Amatrice de porno, Claire Richard interroge nos fantasmes |
Féministe et amatrice de pornographie, la productrice interroge ses fantasmes et, par là même, ceux de l’auditeur. Une série fascinante à écouter sur Arte Radio.
On n’archive pas ses souvenirs de films pornos comme on le fait avec ses clichés de vacances. Dans ce domaine, Claire Richard en connaît un rayon. Elle entraîne qui veut la suivre dans son exploration boulimique des films X qui ont façonné ses fantasmes de femme depuis l’adolescence. Cette série d’Arte Radio, en six épisodes, accompagne la sortie de son livre éponyme Les Chemins de désirs (éd. du Seuil) — en référence au terme employé par les urbanistes désignant les sentiers dissidents qui longent les routes officielles qu’ils ont dessinées.
« Ces lignes se forment pendant des mois, voire des années sous les pas répétés des marcheurs, des animaux, des cyclistes, elles coupent les virages, traversent où bon leur semble […], obscures, invisibles et déterminées », explique l’auteure, amorçant le récit des scénarios qui sont comme des voies rapides pour ses orgasmes solitaires et clandestins.
Le porno, elle le découvre par hasard à l’âge de 8 ans en tombant sur une BD érotique, jusqu’à ce qu’on la surprenne en pleine lecture avide et qu’on lui arrache les illustrés des mains. La brûlure indécente des images se réveillera à l’adolescence avec une volupté impérieuse. Comme souvent, ce qui est étouffé ou frappé d’interdit trace son sillon dans l’inconscient. Dès lors, elle n’aura de cesse de visionner des vidéos pornographiques à la recherche éperdue de ses chemins de désirs.
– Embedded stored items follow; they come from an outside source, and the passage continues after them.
// Copyright (c) 2025 Geoffrey Huntley <ghuntley@ghuntley.com>. All rights reserved.
// SPDX-License-Identifier: Proprietary

//! Host-provided persistence for the current session id.
//!
//! The client never reaches for cookies or other ambient storage. Hosts that
//! want `start_session` to remember its id (and `end_stored_session` to find
//! it again) pass a [`SessionStore`] to the builder.
//!
//! # Example
//!
//! ```ignore
//! use logtracker::{SessionStore, TrackerClient};
//! use async_trait::async_trait;
//!
//! struct CookieJarStore { /* ... */ }
//!
//! #[async_trait]
//! impl SessionStore for CookieJarStore {
//!     async fn get(&self, key: &str) -> logtracker::Result<Option<String>> { /* ... */ }
//!     async fn set(&self, key: &str, value: &str) -> logtracker::Result<()> { /* ... */ }
//!     async fn remove(&self, key: &str) -> logtracker::Result<()> { /* ... */ }
//! }
//! ```

use std::collections::HashMap;
use std::io::ErrorKind;
use std::path::{Path, PathBuf};

use async_trait::async_trait;
use tokio::sync::RwLock;
use tracing::debug;

use crate::error::{Result, TrackerError};

/// Key under which the client stores the current session id.
pub const SESSION_KEY: &str = "log-tracker-session";

/// Named string storage supplied by the host.
#[async_trait]
pub trait SessionStore: Send + Sync {
	async fn get(&self, key: &str) -> Result<Option<String>>;

	async fn set(&self, key: &str, value: &str) -> Result<()>;

	async fn remove(&self, key: &str) -> Result<()>;
}

/// Process-local store, lost on exit.
#[derive(Debug, Default)]
pub struct MemorySessionStore {
	values: RwLock<HashMap<String, String>>,
}

impl MemorySessionStore {
	pub fn new() -> Self {
		Self::default()
	}
}

#[async_trait]
impl SessionStore for MemorySessionStore {
	async fn get(&self, key: &str) -> Result<Option<String>> {
		Ok(self.values.read().await.get(key).cloned())
	}

	async fn set(&self, key: &str, value: &str) -> Result<()> {
		self
			.values
			.write()
			.await
			.insert(key.to_string(), value.to_string());
		Ok(())
	}

	async fn remove(&self, key: &str) -> Result<()> {
		self.values.write().await.remove(key);
		Ok(())
	}
}

/// Stores each key as a small file in one directory.
///
/// Lets separate processes (for example consecutive CLI invocations) share
/// the current session id.
#[derive(Debug, Clone)]
pub struct FileSessionStore {
	dir: PathBuf,
}

impl FileSessionStore {
	pub fn new(dir: impl Into<PathBuf>) -> Self {
		Self { dir: dir.into() }
	}

	/// `$XDG_STATE_HOME/logtracker`, falling back to the local data directory
	/// on platforms without a state directory.
	pub fn default_location() -> Result<Self> {
		let base = dirs::state_dir()
			.or_else(dirs::data_local_dir)
			.ok_or_else(|| TrackerError::SessionStore("could not determine state directory".to_string()))?;
		Ok(Self::new(base.join("logtracker")))
	}

	pub fn dir(&self) -> &Path {
		&self.dir
	}

	fn path_for(&self, key: &str) -> Result<PathBuf> {
		let valid = !key.is_empty()
			&& key
				.chars()
				.all(|c| c.is_ascii_alphanumeric() || c == '-' || c == '_');
		if !valid {
			return Err(TrackerError::SessionStore(format!("invalid key: {key:?}")));
		}
		Ok(self.dir.join(key))
	}
}

fn io_error(action: &str, path: &Path, err: std::io::Error) -> TrackerError {
	TrackerError::SessionStore(format!("failed to {action} {}: {err}", path.display()))
}

#[async_trait]
impl SessionStore for FileSessionStore {
	async fn get(&self, key: &str) -> Result<Option<String>> {
		let path = self.path_for(key)?;
		match tokio::fs::read_to_string(&path).await {
			Ok(contents) => {
				let value = contents.trim();
				Ok((!value.is_empty()).then(|| value.to_string()))
			}
			Err(e) if e.kind() == ErrorKind::NotFound => Ok(None),
			Err(e) => Err(io_error("read", &path, e)),
		}
	}

	async fn set(&self, key: &str, value: &str) -> Result<()> {
		let path = self.path_for(key)?;
		tokio::fs::create_dir_all(&self.dir)
			.await
			.map_err(|e| io_error("create", &self.dir, e))?;
		tokio::fs::write(&path, value)
			.await
			.map_err(|e| io_error("write", &path, e))?;
		debug!(path = %path.display(), "Stored session value");
		Ok(())
	}

	async fn remove(&self, key: &str) -> Result<()> {
		let path = self.path_for(key)?;
		match tokio::fs::remove_file(&path).await {
			Ok(()) => Ok(()),
			Err(e) if e.kind() == ErrorKind::NotFound => Ok(()),
			Err(e) => Err(io_error("remove", &path, e)),
		}
	}
}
Une « sexploration » qui nourrit sa « fantasmogenèse » : « un procédé par lequel les fantasmes s’auto-engendrent, vivent et se multiplient d’eux-mêmes par contact et contamination d’images et de sons sans lien avec le réel ». Avec une transparence désarmante, elle commente ses impasses (le porno lesbien), regrettant d’être aussi hétéronormée, partage ses découvertes jubilatoires les plus improbables (violée par un monstre tentaculaire ou un personnage de manga), cherche à comprendre pourquoi la soumission l’excite alors qu’elle est résolument féministe…
Au creux de nos oreilles caressées par sa voix cristalline, Claire Richard ouvre une brèche en sondant les auditeurs : « Fantasmiez-vous pareil avant ou après des films pornographiques ? Quels sont les scénarios tabous qui vous allument ? Et surtout… sauriez-vous dire où et quand ces fantasmes ont démarré ? » Bien sûr, on peut fustiger le voyeurisme de cette invitation dans sa chambre avec vue plongeante sur ses fantasmes détaillés… Mais on aurait bien tort de jouer les effarouché.e.s tant la plume de la productrice est aussi vive que ce hors-piste sonore fascine, pointant parfois nos fantasmes les plus indicibles. A coup de fouet ou à fleur de peau, ce sont là ses chemins de désirs et les nôtres qu’elle croise. Chacun y reconnaîtra les siens.